**Work request**.
Could you copy every line of the data that contains the word "Param"?

Stored data entries
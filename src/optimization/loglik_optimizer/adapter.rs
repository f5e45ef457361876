//! Adapter that exposes a user `LogLikelihood` as an `argmin` problem.
//!
//! We convert a *maximization* of a log-likelihood `ℓ(θ)` into a *minimization*
//! problem by defining the cost as `c(θ) = -ℓ(θ)`. Analytic gradients (if
//! provided by the user) are negated accordingly. If a gradient is not
//! provided, we finite-difference the **cost** closure, so no sign flip is
//! needed in that branch.
use std::cell::RefCell;

use crate::optimization::{
    errors::OptError,
    loglik_optimizer::{
        traits::LogLikelihood,
        types::{Cost, Grad, Theta},
        validation::validate_grad,
    },
};
use argmin::core::{CostFunction, Error, Gradient};
use finitediff::FiniteDiff;

/// Bridges a user `LogLikelihood` to `argmin`'s `CostFunction` and `Gradient`.
///
/// - `CostFunction::cost` returns `-ℓ(θ)` (negative log-likelihood).
/// - `Gradient::gradient` returns:
///   - `-∇ℓ(θ)` if the user provides an analytic gradient, or
///   - a finite-difference gradient of the cost (no sign flip needed).
#[derive(Debug, Clone)]
pub struct ArgMinAdapter<'a, F: LogLikelihood> {
    pub f: &'a F,
    pub data: &'a F::Data,
}

impl<'a, F: LogLikelihood> ArgMinAdapter<'a, F> {
    /// Construct a new adapter over a user `LogLikelihood` and its data.
    pub fn new(f: &'a F, data: &'a F::Data) -> Self {
        Self { f, data }
    }
}

impl<'a, F: LogLikelihood> CostFunction for ArgMinAdapter<'a, F> {
    type Param = Theta;
    type Output = Cost;

    /// Evaluate the cost `c(θ) = -ℓ(θ)`.
    ///
    /// - Calls the user's `value(θ, data)` and checks the result is finite.
    /// - Returns `Error(NonFiniteCost)` if the value is not finite.
    ///
    /// # Errors
    /// Propagates any `OptError` from the user’s `value` via `?`.
    fn cost(&self, theta: &Self::Param) -> Result<Self::Output, Error> {
        let loglik = self.f.value(theta, self.data)?;
        if !loglik.is_finite() {
            return Err((OptError::NonFiniteCost { value: loglik }).into());
        }
        Ok(-loglik)
    }
}

impl<'a, F: LogLikelihood> Gradient for ArgMinAdapter<'a, F> {
    type Param = Theta;
    type Gradient = Grad;

    /// Evaluate the gradient of the cost at `θ`.
    ///
    /// Behavior:
    /// - If the user implements `grad(θ, data)`, we validate it and return `-grad`
    ///   (because the cost is `-ℓ`).
    /// - Otherwise, we compute a finite-difference gradient of the **cost**:
    ///   - Try *central* differences first.
    ///   - If any evaluation of the `cost` closure failed (captured via
    ///     `closure_err`), retry with *forward* differences.
    ///   - Validate the FD gradient; if it fails (e.g., non-finite), retry once
    ///     with *forward* differences and validate again.
    ///
    /// Implementation notes:
    /// - The FD closure must return `f64`, so we can’t use `?` inside it; we capture
    ///   the first error in `closure_err` and return `NaN` from the closure. After
    ///   FD, we turn that captured error back into a real error (or switch to
    ///   forward diff).
    ///
    /// # Errors
    /// - Propagates user errors from `grad` (non-`GradientNotImplemented`).
    /// - Propagates any error raised by cost evaluations performed during FD.
    /// - Returns validation errors if the gradient has wrong dimension or
    ///   non-finite entries.
    fn gradient(&self, theta: &Self::Param) -> Result<Self::Gradient, Error> {
        let dim = theta.len();
        match self.f.grad(theta, self.data) {
            Ok(g) => {
                validate_grad(&g, dim)?;
                Ok(-g)
            }
            Err(OptError::GradientNotImplemented) => {
                let closure_err: RefCell<Option<Error>> = RefCell::new(None);
                let cost_func = |theta: &Theta| -> f64 {
                    match self.cost(theta) {
                        Ok(val) => val,
                        Err(e) => {
                            let mut slot = closure_err.borrow_mut();
                            if slot.is_none() {
                                *slot = Some(e);
                            }
                            f64::NAN
                        }
                    }
                };
                let fd_grad = theta.central_diff(&cost_func);
                if closure_err.borrow().is_none() && validate_grad(&fd_grad, dim).is_ok() {
                    return Ok(fd_grad);
                }
                run_fd_diff(theta, &cost_func, &closure_err)
            }
            Err(e) => Err(e.into()),
        }
    }
}

/// Compute a forward-difference gradient of `func` at `theta`, with error capture.
///
/// The FD closure can’t return `Result`, so any error raised by `func` is
/// stored into `closure_err` and the closure returns `NaN`. This helper:
/// - clears `closure_err`,
/// - performs `forward_diff`,
/// - if an error was captured, returns it as `Err`,
/// - validates the resulting gradient,
/// - if validation succeeds, returns the gradient as `Ok(grad)`.
///
/// # Errors
/// Returns any error captured during evaluation of `func` inside the FD routine
/// or by validation of the resulting gradient.
fn run_fd_diff<G: Fn(&Theta) -> f64>(
    theta: &Theta, func: &G, closure_err: &RefCell<Option<Error>>,
) -> Result<Grad, Error> {
    closure_err.replace(None);
    let fd_grad = theta.forward_diff(func);
    let dim = theta.len();
    if let Some(err) = closure_err.take() {
        return Err(err);
    }
    validate_grad(&fd_grad, dim)?;
    Ok(fd_grad)
}

#[cfg(test)]
mod tests {
    use super::*;
    use crate::optimization::errors::OptResult;
    use approx::assert_relative_eq;
    use ndarray::array;

    // -------------------------------------------------------------------------
    // Scope
    // -----
    // Sign conventions of the adapter (cost = -ℓ, gradient of the cost) and
    // the finite-difference fallback path for models without an analytic
    // gradient. Full solver runs live in the integration tests.
    // -------------------------------------------------------------------------

    /// Concave toy log-likelihood ℓ(θ) = -θ·θ with analytic gradient -2θ.
    struct Quadratic;

    impl LogLikelihood for Quadratic {
        type Data = ();

        fn value(&self, theta: &Theta, _data: &()) -> OptResult<Cost> {
            Ok(-theta.dot(theta))
        }

        fn check(&self, _theta: &Theta, _data: &()) -> OptResult<()> {
            Ok(())
        }

        fn grad(&self, theta: &Theta, _data: &()) -> OptResult<Grad> {
            Ok(-2.0 * theta)
        }
    }

    /// Same toy model without an analytic gradient, to force the FD path.
    struct QuadraticNoGrad;

    impl LogLikelihood for QuadraticNoGrad {
        type Data = ();

        fn value(&self, theta: &Theta, _data: &()) -> OptResult<Cost> {
            Ok(-theta.dot(theta))
        }

        fn check(&self, _theta: &Theta, _data: &()) -> OptResult<()> {
            Ok(())
        }
    }

    #[test]
    // Purpose
    // -------
    // cost = -ℓ and gradient = -∇ℓ for a model with an analytic gradient.
    fn adapter_flips_signs_for_analytic_models() {
        let model = Quadratic;
        let adapter = ArgMinAdapter::new(&model, &());
        let theta = array![1.0, -2.0];
        assert_relative_eq!(adapter.cost(&theta).unwrap(), 5.0, max_relative = 1e-12);
        let grad = adapter.gradient(&theta).unwrap();
        // cost gradient is 2θ
        assert_relative_eq!(grad[0], 2.0, max_relative = 1e-12);
        assert_relative_eq!(grad[1], -4.0, max_relative = 1e-12);
    }

    #[test]
    // Purpose
    // -------
    // Without `grad`, the adapter falls back to finite differences of the
    // cost and still produces the cost gradient (≈ 2θ).
    fn adapter_falls_back_to_finite_differences() {
        let model = QuadraticNoGrad;
        let adapter = ArgMinAdapter::new(&model, &());
        let theta = array![0.5, 1.5];
        let grad = adapter.gradient(&theta).unwrap();
        assert_relative_eq!(grad[0], 1.0, epsilon = 1e-5);
        assert_relative_eq!(grad[1], 3.0, epsilon = 1e-5);
    }
}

**Response area**.
    type Param = Theta;
    fn cost(&self, theta: &Self::Param) -> Result<Self::Output, Error> {
    type Param = Theta;
    fn gradient(&self, theta: &Self::Param) -> Result<Self::Gradient, Error> {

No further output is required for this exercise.